As I wrote in a recent post you can find here, the read along is an assisted reading strategy that can be used with vulnerable readers to help them improve decoding, fluency, and comprehension. At its most basic, students follow along while a voice recording is played. The strategy was developed for use with third graders in the 1970s to help readers who struggled to get any pleasure out of reading because decoding was slow and laborious. Listening and reading along repeatedly helped students develop more fluency in their reading and with that greater fluency came greater comprehension.

Voice recordings of a wide variety of texts are now readily available. Amazon has an "Immersion Reading" program tied to its Kindle reader that is very promising. Apps like Hoopla and Libby connect students to local public libraries and their store of recorded books. Teachers, of course, can also make voice recordings of books that they want students to read along with.

Read Alone

We know that students spending time reading alone in a book that provides just the right amount of challenge is perhaps the single most effective reading experience we can provide. In the classroom, we would call this independent reading time, but at a distance, it might indeed be reading alone. Whatever the name, this is a critical activity in any reading instruction program. Our target should be to get all students to read at least 20 minutes on their own in a book of their own choice daily.

For a full discussion of independent reading and why it is so critical, you can look here. 

Read Again

The research in reading has long shown that re-reading a story, poem, or passage improves decoding, fluency, and comprehension. Re-reading is a particularly effective strategy for vulnerable readers, whose decoding may be slow and  demand so much attention that it interferes with comprehension. Using the book that the students are listening and following along with, teachers could ask the students to listen to the story over and over while following along until they can read it aloud with good fluency. If the story is a longer one, the students might be asked to choose one passage or paragraph to re-read until they are able to read it back fluently. As I will discuss below, poetry also lends itself very well to the read again strategy.
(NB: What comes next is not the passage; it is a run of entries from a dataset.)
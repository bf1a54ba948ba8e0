//! Deterministic mock implementation of the shared `inference_provider` contract.
//!
//! This crate contains no transport logic and is intended for local
//! development and controller-level integration testing.

use std::collections::VecDeque;
use std::sync::{Arc, Condvar, Mutex, MutexGuard};
use std::thread;
use std::time::Duration;

use inference_provider::{
    GenerationFailed, GenerationRequest, InferenceProvider, ProviderProfile,
};

/// Stable provider identifier used for explicit startup selection.
pub const MOCK_PROVIDER_ID: &str = "mock";

/// Scripted outcome for one generation call.
pub type ScriptedOutcome = Result<String, String>;

/// Blocks generation calls until released. Shared between a test and a provider.
#[derive(Debug, Clone, Default)]
pub struct MockGate {
    inner: Arc<(Mutex<bool>, Condvar)>,
}

impl MockGate {
    /// Lets every pending and future generation call proceed.
    pub fn release(&self) {
        let (open, signal) = &*self.inner;
        *lock_unpoisoned(open) = true;
        signal.notify_all();
    }

    fn wait(&self) {
        let (open, signal) = &*self.inner;
        let mut guard = lock_unpoisoned(open);
        while !*guard {
            guard = match signal.wait(guard) {
                Ok(guard) => guard,
                Err(poisoned) => poisoned.into_inner(),
            };
        }
    }
}

/// Deterministic mock provider used by `error_lens` tests and local runs.
#[derive(Debug)]
pub struct MockProvider {
    model_ids: Vec<String>,
    script: Mutex<VecDeque<ScriptedOutcome>>,
    observed: Mutex<Vec<GenerationRequest>>,
    gate: Option<MockGate>,
    delay: Duration,
}

impl MockProvider {
    /// Creates a mock that answers every request with a template explanation.
    #[must_use]
    pub fn new(model_ids: Vec<String>) -> Self {
        Self {
            model_ids: sanitize_model_ids(model_ids),
            script: Mutex::new(VecDeque::new()),
            observed: Mutex::new(Vec::new()),
            gate: None,
            delay: Duration::ZERO,
        }
    }

    /// Creates a mock that returns `outcomes` in order, then falls back to the template.
    #[must_use]
    pub fn scripted(model_ids: Vec<String>, outcomes: Vec<ScriptedOutcome>) -> Self {
        let provider = Self::new(model_ids);
        lock_unpoisoned(&provider.script).extend(outcomes);
        provider
    }

    /// Holds every generation call until `gate` is released.
    #[must_use]
    pub fn with_gate(mut self, gate: MockGate) -> Self {
        self.gate = Some(gate);
        self
    }

    /// Simulates backend latency.
    #[must_use]
    pub fn with_delay(mut self, delay: Duration) -> Self {
        self.delay = delay;
        self
    }

    /// Queues another outcome behind any already scripted ones.
    pub fn push_outcome(&self, outcome: ScriptedOutcome) {
        lock_unpoisoned(&self.script).push_back(outcome);
    }

    /// Returns every request received so far, in call order.
    #[must_use]
    pub fn observed_requests(&self) -> Vec<GenerationRequest> {
        lock_unpoisoned(&self.observed).clone()
    }

    fn template_response(request: &GenerationRequest) -> String {
        let error_line = request
            .user_prompt
            .lines()
            .rev()
            .find(|line| line.contains("Error"))
            .unwrap_or("the reported error")
            .trim();

        format!(
            "## Improved error message\n\n\
             **Error:** `{error_line}`\n\n\
             **What went wrong:** the program reached a state the operation cannot handle.\n\n\
             **How to fix it:** check the value flagged in the traceback before using it.\n\n\
             _Generated by `{}`._\n",
            request.model_id
        )
    }
}

impl Default for MockProvider {
    fn default() -> Self {
        Self::new(vec!["mock".to_string(), "mock-alt".to_string()])
    }
}

impl InferenceProvider for MockProvider {
    fn profile(&self) -> ProviderProfile {
        ProviderProfile {
            provider_id: MOCK_PROVIDER_ID.to_string(),
            model_ids: self.model_ids.clone(),
        }
    }

    fn generate(&self, request: GenerationRequest) -> Result<String, GenerationFailed> {
        lock_unpoisoned(&self.observed).push(request.clone());

        if let Some(gate) = &self.gate {
            gate.wait();
        }
        if !self.delay.is_zero() {
            thread::sleep(self.delay);
        }

        let scripted = lock_unpoisoned(&self.script).pop_front();
        match scripted {
            Some(Ok(text)) => Ok(text),
            Some(Err(cause)) => Err(GenerationFailed::new(cause)),
            None => Ok(Self::template_response(&request)),
        }
    }
}

fn sanitize_model_ids(model_ids: Vec<String>) -> Vec<String> {
    let mut sanitized: Vec<String> = model_ids
        .into_iter()
        .map(|value| value.trim().to_string())
        .filter(|value| !value.is_empty())
        .collect();

    if sanitized.is_empty() {
        sanitized.push("mock".to_string());
    }

    sanitized
}

fn lock_unpoisoned<T>(mutex: &Mutex<T>) -> MutexGuard<'_, T> {
    match mutex.lock() {
        Ok(guard) => guard,
        Err(poisoned) => poisoned.into_inner(),
    }
}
You can read more about repeated reading here. For an article that looks at repeated reading with poetry, you can look here.

Putting It All Together

While this instructional design could be used with any type of text, and while the same text does not have to be used for each type of instruction, here is one way that the design could be used in a unified way using poetry. Poetry is particularly useful for the strategy because whether teaching in-person or online a copy can easily be made available to all students. Poetry also lends itself to repeated reading and the rhythm and rhyme support fluency and decoding.
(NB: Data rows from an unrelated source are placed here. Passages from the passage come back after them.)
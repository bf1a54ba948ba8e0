//! Builds model requests from a style template and a snippet.
//!
//! The user prompt template is looked up by style, the system instruction by
//! model. Substitution is a single pass, so placeholder-like text inside a
//! snippet (Python f-strings, for instance) is never expanded again.

use std::collections::BTreeMap;

use crate::catalog::{ExplanationStyle, ModelId, Snippet};
use crate::error::PromptError;

pub const SNIPPET_NAME_PLACEHOLDER: &str = "{snippet_name}";
pub const CODE_PLACEHOLDER: &str = "{code}";
pub const STANDARD_ERROR_PLACEHOLDER: &str = "{standard_error}";

pub const DEFAULT_SYSTEM_PROMPT: &str = "You rewrite Python runtime error messages for novice programmers. \
Answer in Markdown. Stay faithful to the traceback you are given, do not invent code that is not shown, \
and keep the answer short enough to read next to the original error.";

const PRAGMATIC_TEMPLATE: &str = "The program `{snippet_name}` fails with the standard Python error shown below.

```python
{code}
```

```
{standard_error}
```

Write an improved error message. State in one sentence what went wrong, point at the line that caused it, \
and give one concrete fix. Do not explain Python concepts beyond what the fix needs.";

const CONTINGENT_TEMPLATE: &str = "The program `{snippet_name}` fails with the standard Python error shown below.

```python
{code}
```

```
{standard_error}
```

Write an improved error message that is specific to this program. Refer to its own variable and function \
names, explain how the values flowing through them lead to the failure, and suggest a fix that fits the \
intent of the code.";

#[derive(Debug, Clone, PartialEq, Eq)]
pub struct FormattedPrompt {
    pub system_instruction: String,
    pub user_prompt: String,
}

#[derive(Debug, Clone, Default)]
pub struct PromptFormatter {
    templates: BTreeMap<ExplanationStyle, String>,
    system_prompts: BTreeMap<ModelId, String>,
}

impl PromptFormatter {
    #[must_use]
    pub fn new() -> Self {
        Self::default()
    }

    /// Built-in templates for every style and the default system prompt for each of `models`.
    #[must_use]
    pub fn builtin<'a>(models: impl IntoIterator<Item = &'a ModelId>) -> Self {
        let formatter = Self::new()
            .with_template(ExplanationStyle::Pragmatic, PRAGMATIC_TEMPLATE)
            .with_template(ExplanationStyle::Contingent, CONTINGENT_TEMPLATE);

        models.into_iter().fold(formatter, |formatter, model| {
            formatter.with_system_prompt(model.clone(), DEFAULT_SYSTEM_PROMPT)
        })
    }

    #[must_use]
    pub fn with_template(mut self, style: ExplanationStyle, template: impl Into<String>) -> Self {
        self.templates.insert(style, template.into());
        self
    }

    #[must_use]
    pub fn with_system_prompt(mut self, model: ModelId, prompt: impl Into<String>) -> Self {
        self.system_prompts.insert(model, prompt.into());
        self
    }

    /// Fails on the first style or model with no registered text.
    pub fn validate<'a>(
        &self,
        styles: impl IntoIterator<Item = ExplanationStyle>,
        models: impl IntoIterator<Item = &'a ModelId>,
    ) -> Result<(), PromptError> {
        for style in styles {
            self.template(style)?;
        }
        for model in models {
            self.system_prompt(model)?;
        }
        Ok(())
    }

    pub fn format(
        &self,
        style: ExplanationStyle,
        model: &ModelId,
        snippet: &Snippet,
    ) -> Result<FormattedPrompt, PromptError> {
        let template = self.template(style)?;
        let system_instruction = self.system_prompt(model)?.to_string();

        Ok(FormattedPrompt {
            system_instruction,
            user_prompt: substitute(template, snippet),
        })
    }

    fn template(&self, style: ExplanationStyle) -> Result<&str, PromptError> {
        self.templates
            .get(&style)
            .map(String::as_str)
            .ok_or(PromptError::MissingTemplate { style })
    }

    fn system_prompt(&self, model: &ModelId) -> Result<&str, PromptError> {
        self.system_prompts
            .get(model)
            .map(String::as_str)
            .ok_or_else(|| PromptError::MissingSystemPrompt {
                model: model.clone(),
            })
    }
}

fn substitute(template: &str, snippet: &Snippet) -> String {
    let replacements = [
        (SNIPPET_NAME_PLACEHOLDER, snippet.display_name.as_str()),
        (CODE_PLACEHOLDER, snippet.source_text.as_str()),
        (STANDARD_ERROR_PLACEHOLDER, snippet.standard_error_text.as_str()),
    ];

    let mut output = String::with_capacity(template.len() + snippet.source_text.len());
    let mut rest = template;
    while let Some(start) = rest.find('{') {
        output.push_str(&rest[..start]);
        let tail = &rest[start..];
        match replacements
            .iter()
            .find(|(placeholder, _)| tail.starts_with(placeholder))
        {
            Some((placeholder, value)) => {
                output.push_str(value);
                rest = &tail[placeholder.len()..];
            }
            None => {
                output.push('{');
                rest = &tail[1..];
            }
        }
    }
    output.push_str(rest);
    output
}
Here is a poem from my book, Snack Attack and other poems for developing fluency in beginning readers (Infinity, 2010).

The Rattling, Rumbling Train

The rattling, rumbling, rambling train
Travels through the sun and rain
From south of France to north of Spain;
Then turns and speeds right back again.

The rattling, rumbling, rambling train
Climbs the mountains, crosses the plains.
What might its boxcars each contain?
Perhaps some fruit or corn or grain.

The rattling, rumbling, rambling train
With cars linked in a giant chain.
I watch it pass, but can’t explain
The power it has to entertain.

The rattling, rumbling, roaring train
Makes noise that clatters through my brain.
But please don’t think that I complain,
I love that rattling, rumbling train.

In step one of the strategy, the poem would be read aloud to the child/ren. Prior to the read aloud, predictions might be gathered about the topic of the poem by reading the title or perhaps talking about times that children have watched a train roll by in front of their car. Some mention of different kinds of trains like passenger trains and boxcar trains might be helpful. After the read aloud, vocabulary like "plains" or "contain" could be discussed. Other topics for discussion could focus on onomatopoeia (rattling,, rumbling, clatter) or alliteration (rattling, rumbling, rambling) or even metaphor (the cars linked in a giant chain).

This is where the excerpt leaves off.